### WHAT IS REQUIRED
After going through the data, give the number of lines that contain the word "Duration" as your sole answer.
^^^^^^^^
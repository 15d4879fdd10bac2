//! # SQLite document store
//!
//! All six collections share one `documents` table holding JSON bodies,
//! partitioned by the deployment namespace. Filters compile to
//! `json_extract` expressions so the expression indexes created by the
//! migrations can serve them; increments and patches run as single UPDATE
//! statements inside the caller's transaction.

use std::str::FromStr;
use std::time::Duration;

use async_trait::async_trait;
use domains::store::{Collection, Filter, Query, SortOrder};
use domains::{DocumentStore, StoreError, StoreTransaction};
use serde_json::Value;
use sqlx::sqlite::{SqliteConnectOptions, SqliteJournalMode, SqlitePool, SqlitePoolOptions};
use sqlx::{QueryBuilder, Sqlite, Transaction};
use tracing::info;

#[derive(Clone)]
pub struct SqliteDocumentStore {
    pool: SqlitePool,
    namespace: String,
}

impl SqliteDocumentStore {
    /// Opens (creating if needed) the database at `url` and runs migrations.
    /// `sqlite::memory:` is supported for tests; it is pinned to a single
    /// connection because every in-memory connection is its own database.
    pub async fn connect(url: &str, namespace: &str) -> anyhow::Result<Self> {
        let in_memory = url.contains(":memory:");
        let mut options = SqliteConnectOptions::from_str(url)?
            .create_if_missing(true)
            .busy_timeout(Duration::from_secs(5));
        if !in_memory {
            options = options.journal_mode(SqliteJournalMode::Wal);
        }

        let pool = SqlitePoolOptions::new()
            .max_connections(if in_memory { 1 } else { 8 })
            .idle_timeout(None)
            .max_lifetime(None)
            .connect_with(options)
            .await?;

        sqlx::migrate!("./migrations").run(&pool).await?;
        info!(url, namespace, "sqlite document store ready");

        Ok(Self { pool, namespace: namespace.to_string() })
    }
}

fn backend(err: sqlx::Error) -> StoreError {
    StoreError::Backend(err.to_string())
}

fn decode(body: &str) -> Result<Value, StoreError> {
    Ok(serde_json::from_str(body)?)
}

/// `json_extract` expression for a top-level field. Field names are spliced
/// into the SQL text (so expression indexes match), hence the whitelist.
fn json_field(field: &str) -> Result<String, StoreError> {
    if field.is_empty() || !field.chars().all(|c| c.is_ascii_alphanumeric() || c == '_') {
        return Err(StoreError::InvalidQuery(format!("unsupported field name {field:?}")));
    }
    Ok(format!("json_extract(body, '$.{field}')"))
}

fn push_value(qb: &mut QueryBuilder<'_, Sqlite>, value: &Value) -> Result<(), StoreError> {
    match value {
        Value::String(s) => {
            qb.push_bind(s.clone());
        }
        // json_extract yields 1/0 for JSON booleans.
        Value::Bool(b) => {
            qb.push_bind(i64::from(*b));
        }
        Value::Number(n) => match n.as_i64() {
            Some(i) => {
                qb.push_bind(i);
            }
            None => {
                qb.push_bind(n.as_f64().unwrap_or_default());
            }
        },
        other => return Err(StoreError::InvalidQuery(format!("cannot compare against {other}"))),
    }
    Ok(())
}

fn push_filter(qb: &mut QueryBuilder<'_, Sqlite>, filter: &Filter) -> Result<(), StoreError> {
    match filter {
        Filter::Eq(field, value) => {
            let expr = json_field(field)?;
            if value.is_null() {
                qb.push(format!("{expr} IS NULL"));
            } else {
                qb.push(format!("{expr} = "));
                push_value(qb, value)?;
            }
        }
        Filter::Ne(field, value) => {
            let expr = json_field(field)?;
            qb.push(format!("({expr} IS NULL OR {expr} != "));
            push_value(qb, value)?;
            qb.push(")");
        }
        Filter::Gte(field, value) => {
            let expr = json_field(field)?;
            let kinds = match value {
                Value::Number(_) => "('integer', 'real')",
                Value::String(_) => "('text')",
                other => return Err(StoreError::InvalidQuery(format!("cannot range over {other}"))),
            };
            qb.push(format!("(json_type(body, '$.{field}') IN {kinds} AND {expr} >= "));
            push_value(qb, value)?;
            qb.push(")");
        }
        Filter::In(field, values) => {
            if values.is_empty() {
                qb.push("0");
                return Ok(());
            }
            let expr = json_field(field)?;
            qb.push(format!("{expr} IN ("));
            for (i, value) in values.iter().enumerate() {
                if i > 0 {
                    qb.push(", ");
                }
                push_value(qb, value)?;
            }
            qb.push(")");
        }
        Filter::Prefix(field, prefix) => {
            let expr = json_field(field)?;
            qb.push(format!("substr({expr}, 1, length("));
            qb.push_bind(prefix.clone());
            qb.push(")) = ");
            qb.push_bind(prefix.clone());
        }
        Filter::Missing(field) => {
            json_field(field)?;
            qb.push(format!("json_type(body, '$.{field}') IS NULL"));
        }
        Filter::And(parts) | Filter::Or(parts) => {
            let (joiner, empty) = if matches!(filter, Filter::And(_)) { (" AND ", "1") } else { (" OR ", "0") };
            if parts.is_empty() {
                qb.push(empty);
                return Ok(());
            }
            qb.push("(");
            for (i, part) in parts.iter().enumerate() {
                if i > 0 {
                    qb.push(joiner);
                }
                push_filter(qb, part)?;
            }
            qb.push(")");
        }
    }
    Ok(())
}

#[async_trait]
impl DocumentStore for SqliteDocumentStore {
    async fn begin(&self) -> Result<Box<dyn StoreTransaction>, StoreError> {
        let mut tx = self.pool.begin().await.map_err(backend)?;
        // Take the write lock up front: concurrent writers then queue on
        // busy_timeout instead of failing when a read lock is upgraded.
        sqlx::query("UPDATE documents SET id = id WHERE 0")
            .execute(&mut *tx)
            .await
            .map_err(backend)?;
        Ok(Box::new(SqliteTransaction { tx, namespace: self.namespace.clone() }))
    }

    async fn get(&self, collection: Collection, id: &str) -> Result<Option<Value>, StoreError> {
        let body: Option<String> =
            sqlx::query_scalar("SELECT body FROM documents WHERE namespace = ? AND collection = ? AND id = ?")
                .bind(&self.namespace)
                .bind(collection.as_str())
                .bind(id)
                .fetch_optional(&self.pool)
                .await
                .map_err(backend)?;
        body.as_deref().map(decode).transpose()
    }

    async fn query(&self, collection: Collection, query: &Query) -> Result<Vec<Value>, StoreError> {
        let mut qb = QueryBuilder::<Sqlite>::new("SELECT body FROM documents WHERE namespace = ");
        qb.push_bind(self.namespace.clone())
            .push(" AND collection = ")
            .push_bind(collection.as_str())
            .push(" AND ");
        push_filter(&mut qb, &query.filter)?;

        if let Some((field, order)) = &query.order_by {
            let direction = match order {
                SortOrder::Asc => "ASC",
                SortOrder::Desc => "DESC",
            };
            qb.push(format!(" ORDER BY {} {direction}", json_field(field)?));
        }
        qb.push(" LIMIT ")
            .push_bind(query.limit.map_or(-1, |l| i64::try_from(l).unwrap_or(i64::MAX)))
            .push(" OFFSET ")
            .push_bind(i64::try_from(query.skip).unwrap_or(i64::MAX));

        let bodies = qb.build_query_scalar::<String>().fetch_all(&self.pool).await.map_err(backend)?;
        bodies.iter().map(|b| decode(b)).collect()
    }
}

struct SqliteTransaction {
    tx: Transaction<'static, Sqlite>,
    namespace: String,
}

impl SqliteTransaction {
    fn missing(collection: Collection, id: &str) -> StoreError {
        StoreError::Missing { collection, id: id.to_string() }
    }
}

#[async_trait]
impl StoreTransaction for SqliteTransaction {
    async fn get(&mut self, collection: Collection, id: &str) -> Result<Option<Value>, StoreError> {
        let body: Option<String> =
            sqlx::query_scalar("SELECT body FROM documents WHERE namespace = ? AND collection = ? AND id = ?")
                .bind(&self.namespace)
                .bind(collection.as_str())
                .bind(id)
                .fetch_optional(&mut *self.tx)
                .await
                .map_err(backend)?;
        body.as_deref().map(decode).transpose()
    }

    async fn insert(&mut self, collection: Collection, id: &str, doc: Value) -> Result<(), StoreError> {
        sqlx::query("INSERT INTO documents (namespace, collection, id, body) VALUES (?, ?, ?, ?)")
            .bind(&self.namespace)
            .bind(collection.as_str())
            .bind(id)
            .bind(doc.to_string())
            .execute(&mut *self.tx)
            .await
            .map_err(|err| match err.as_database_error() {
                Some(db) if db.is_unique_violation() => StoreError::Duplicate { collection, id: id.to_string() },
                _ => backend(err),
            })?;
        Ok(())
    }

    async fn replace(&mut self, collection: Collection, id: &str, doc: Value) -> Result<(), StoreError> {
        let result = sqlx::query("UPDATE documents SET body = ? WHERE namespace = ? AND collection = ? AND id = ?")
            .bind(doc.to_string())
            .bind(&self.namespace)
            .bind(collection.as_str())
            .bind(id)
            .execute(&mut *self.tx)
            .await
            .map_err(backend)?;
        if result.rows_affected() == 0 {
            return Err(Self::missing(collection, id));
        }
        Ok(())
    }

    async fn patch(&mut self, collection: Collection, id: &str, patch: Value) -> Result<(), StoreError> {
        let result =
            sqlx::query("UPDATE documents SET body = json_patch(body, ?) WHERE namespace = ? AND collection = ? AND id = ?")
                .bind(patch.to_string())
                .bind(&self.namespace)
                .bind(collection.as_str())
                .bind(id)
                .execute(&mut *self.tx)
                .await
                .map_err(backend)?;
        if result.rows_affected() == 0 {
            return Err(Self::missing(collection, id));
        }
        Ok(())
    }

    async fn increment(
        &mut self,
        collection: Collection,
        id: &str,
        field: &str,
        delta: i64,
    ) -> Result<(), StoreError> {
        let expr = json_field(field)?;
        let sql = format!(
            "UPDATE documents SET body = json_set(body, '$.{field}', COALESCE({expr}, 0) + ?) \
             WHERE namespace = ? AND collection = ? AND id = ?"
        );
        let result = sqlx::query(&sql)
            .bind(delta)
            .bind(&self.namespace)
            .bind(collection.as_str())
            .bind(id)
            .execute(&mut *self.tx)
            .await
            .map_err(backend)?;
        if result.rows_affected() == 0 {
            return Err(Self::missing(collection, id));
        }
        Ok(())
    }

    async fn delete(&mut self, collection: Collection, id: &str) -> Result<(), StoreError> {
        let result = sqlx::query("DELETE FROM documents WHERE namespace = ? AND collection = ? AND id = ?")
            .bind(&self.namespace)
            .bind(collection.as_str())
            .bind(id)
            .execute(&mut *self.tx)
            .await
            .map_err(backend)?;
        if result.rows_affected() == 0 {
            return Err(Self::missing(collection, id));
        }
        Ok(())
    }

    async fn commit(self: Box<Self>) -> Result<(), StoreError> {
        self.tx.commit().await.map_err(backend)
    }
}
^^^^^^^^
### WORKED SOLUTION
2